▶ [EXERCISE OBJECTIVE]:
From the opening line of the records through the line bearing "pub type SyncResult<T>", set down every line exactly.

▶ [DATA PROVIDED]:

- - - - -

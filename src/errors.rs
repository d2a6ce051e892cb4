//! # Sync Errors
//!
//! Error taxonomy for the synchronization subsystem.
//!
//! Connectivity failures are handled locally (logged, connectivity flag
//! flipped) and never bubble as errors. Fetch and mutation failures bubble
//! to the calling layer, which owns user-visible messaging.

use thiserror::Error;

/// Result type for sync operations
pub type SyncResult<T> = Result<T, SyncError>;

/// Synchronization errors
#[derive(Debug, Clone, Error)]
pub enum SyncError {
    // ==================
    // Connectivity Errors
    // ==================
    /// Channel was closed by its owner
    #[error("Channel closed")]
    ChannelClosed,

    /// Channel not found on the transport
    #[error("Channel not found: {0}")]
    ChannelNotFound(String),

    /// Operation attempted before the subscribe handshake confirmed
    #[error("Channel not subscribed")]
    NotSubscribed,

    // ==================
    // Fetch Errors
    // ==================
    /// Fetch failed after the automatic retry
    #[error("Fetch failed: {0}")]
    Fetch(String),

    // ==================
    // Mutation Errors
    // ==================
    /// Server rejected the mutation; cache was rolled back
    #[error("Mutation rejected: {0}")]
    Mutation(String),

    // ==================
    // Logic Errors
    // ==================
    /// Required identifier missing from the call
    #[error("Missing identifier: {0}")]
    MissingIdentifier(String),

    /// Broadcast payload exceeds the configured limit
    #[error("Message too large (max: {0} bytes)")]
    MessageTooLarge(usize),

    /// Payload failed to decode into the expected record type
    #[error("Decode error for collection {collection}: {message}")]
    Decode {
        /// Collection whose payload failed to decode
        collection: String,
        /// Decoder message
        message: String,
    },

    // ==================
    // Internal Errors
    // ==================
    /// Internal error
    #[error("Internal error: {0}")]
    Internal(String),
}

#[cfg(test)]
mod tests {
    use super::*;

    #[test]
    fn test_error_messages() {
        assert_eq!(SyncError::ChannelClosed.to_string(), "Channel closed");
        assert_eq!(
            SyncError::Fetch("boom".to_string()).to_string(),
            "Fetch failed: boom"
        );
        assert_eq!(
            SyncError::MessageTooLarge(65536).to_string(),
            "Message too large (max: 65536 bytes)"
        );
    }
}
//! # Optimistic Mutation Protocol
//!
//! A local cache write applied before server confirmation, paired with a
//! rollback path:
//!
//! ```text
//! IDLE -> SNAPSHOT_TAKEN -> OPTIMISTIC_APPLIED
//!      -> (server confirms) COMMITTED  -> SETTLED
//!      -> (server rejects)  ROLLED_BACK -> SETTLED
//! ```
//!
//! The snapshot is taken before the optimistic value is applied and is
//! restored exactly on failure, never an intermediate or merged value. On
//! settle the affected key is force-refetched and related list keys are
//! marked stale, never patched — list membership and ordering under a
//! filter are not knowable from a single-entity change.
//!
//! Same-key mutations are serialized: the second mutation waits for the
//! first to settle, so at most one mutation context exists per key.

use std::future::Future;
use std::sync::Arc;

use serde_json::Value;
use tracing::debug;

use super::entry::CacheEntry;
use super::key::QueryKey;
use super::store::QueryCache;
use crate::errors::{SyncError, SyncResult};
use crate::transport::ApiResponse;

/// Snapshot of a key taken before an optimistic write. Exists only while
/// its owning mutation call is in flight; it is always consumed (committed
/// or rolled back) before that call resolves.
#[derive(Debug)]
pub struct MutationContext {
    target: QueryKey,
    previous: Option<Value>,
}

impl MutationContext {
    fn capture(cache: &QueryCache, target: &QueryKey) -> Self {
        Self {
            target: target.clone(),
            previous: cache.peek(target),
        }
    }

    /// The key this context snapshots
    pub fn target(&self) -> &QueryKey {
        &self.target
    }

    /// The pre-mutation value, if the key was cached
    pub fn previous(&self) -> Option<&Value> {
        self.previous.as_ref()
    }
}

/// Final result of one mutation call
#[derive(Debug, Clone)]
pub struct MutationOutcome {
    /// Whether the server confirmed the mutation
    pub success: bool,

    /// The server's authoritative response data on success
    pub data: Option<Value>,

    /// Backend-provided message on rejection
    pub error: Option<String>,
}

impl MutationOutcome {
    /// The rejection as a typed error, if the server rejected the call
    pub fn as_error(&self) -> Option<SyncError> {
        if self.success {
            None
        } else {
            Some(SyncError::Mutation(
                self.error
                    .clone()
                    .unwrap_or_else(|| "mutation rejected".to_string()),
            ))
        }
    }
}

/// Per-mutation options
#[derive(Debug, Clone, Default)]
pub struct MutationOptions {
    /// Related keys (typically list queries containing the mutated
    /// entity) to mark stale on settle
    pub invalidate: Vec<QueryKey>,
}

impl QueryCache {
    /// Apply `optimistic` to `target`, run the server call, and reconcile.
    ///
    /// On success the cache holds the server's authoritative response, not
    /// the optimistic guess — the two may legitimately differ. On
    /// rejection the cache holds exactly the pre-mutation snapshot and the
    /// error is surfaced in the outcome. Either way the target is
    /// refetched on settle so cross-cutting invalidation converges.
    pub async fn mutate<F, Fut>(
        &self,
        target: &QueryKey,
        optimistic: Value,
        server_call: F,
        opts: MutationOptions,
    ) -> SyncResult<MutationOutcome>
    where
        F: FnOnce() -> Fut,
        Fut: Future<Output = ApiResponse>,
    {
        if target.collection().is_empty() {
            return Err(SyncError::MissingIdentifier(
                "mutation target key has no collection".to_string(),
            ));
        }

        // Serialize same-key mutations: one in-flight context per key.
        let lock = self.mutation_lock(target);
        let _guard = lock.lock().await;

        let context = MutationContext::capture(self, target);
        debug!(key = %target, "mutation snapshot taken");

        self.apply_optimistic(target, optimistic);
        debug!(key = %target, "optimistic value applied");

        let response = server_call().await;

        let outcome = if response.success {
            self.commit(target, response.data.clone());
            debug!(key = %target, "mutation committed");
            MutationOutcome {
                success: true,
                data: response.data,
                error: None,
            }
        } else {
            let message = response
                .error
                .unwrap_or_else(|| "mutation rejected".to_string());
            self.rollback(target, context);
            debug!(key = %target, error = %message, "mutation rolled back");
            MutationOutcome {
                success: false,
                data: None,
                error: Some(message),
            }
        };

        // Settle: related lists go stale, the target refetches.
        for key in &opts.invalidate {
            self.invalidate(key);
        }
        self.invalidate(target);
        if self.fetcher(target).is_some() {
            let _ = self.refetch(target).await;
        }

        Ok(outcome)
    }

    fn apply_optimistic(&self, target: &QueryKey, value: Value) {
        if let Ok(mut entries) = self.inner.entries.write() {
            match entries.get_mut(target) {
                Some(entry) => entry.apply_overlay(value),
                None => {
                    let mut entry = CacheEntry::new(Value::Null, self.inner.config.stale_time);
                    entry.apply_overlay(value);
                    entries.insert(target.clone(), entry);
                }
            }
        }
    }

    fn commit(&self, target: &QueryKey, data: Option<Value>) {
        if let Ok(mut entries) = self.inner.entries.write() {
            if let Some(entry) = entries.get_mut(target) {
                match data {
                    // The server's response is authoritative, not the guess.
                    Some(value) => entry.confirm(value),
                    None => {
                        entry.clear_overlay();
                        entry.mark_stale();
                    }
                }
            }
        }
    }

    fn rollback(&self, target: &QueryKey, context: MutationContext) {
        if let Ok(mut entries) = self.inner.entries.write() {
            match context.previous {
                Some(previous) => {
                    if let Some(entry) = entries.get_mut(target) {
                        entry.confirm(previous);
                        entry.mark_stale();
                    }
                }
                // No entry existed before the mutation: restore that.
                None => {
                    entries.remove(target);
                }
            }
        }
    }

    pub(crate) fn mutation_lock(&self, key: &QueryKey) -> Arc<tokio::sync::Mutex<()>> {
        let mut locks = match self.inner.mutation_locks.lock() {
            Ok(locks) => locks,
            Err(poisoned) => poisoned.into_inner(),
        };
        Arc::clone(locks.entry(key.clone()).or_default())
    }
}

- - - - -

▶ [RESULT OF THIS EXERCISE]:
filename src/errors.rs
repository d2a6ce051e892cb4
//! # Sync Errors
//!
//! Error taxonomy for the synchronization subsystem.
//!
//! Connectivity failures are handled locally (logged, connectivity flag
//! flipped) and never bubble as errors. Fetch and mutation failures bubble
//! to the calling layer, which owns user-visible messaging.

use thiserror::Error;

/// Result type for sync operations
pub type SyncResult<T> = Result<T, SyncError>;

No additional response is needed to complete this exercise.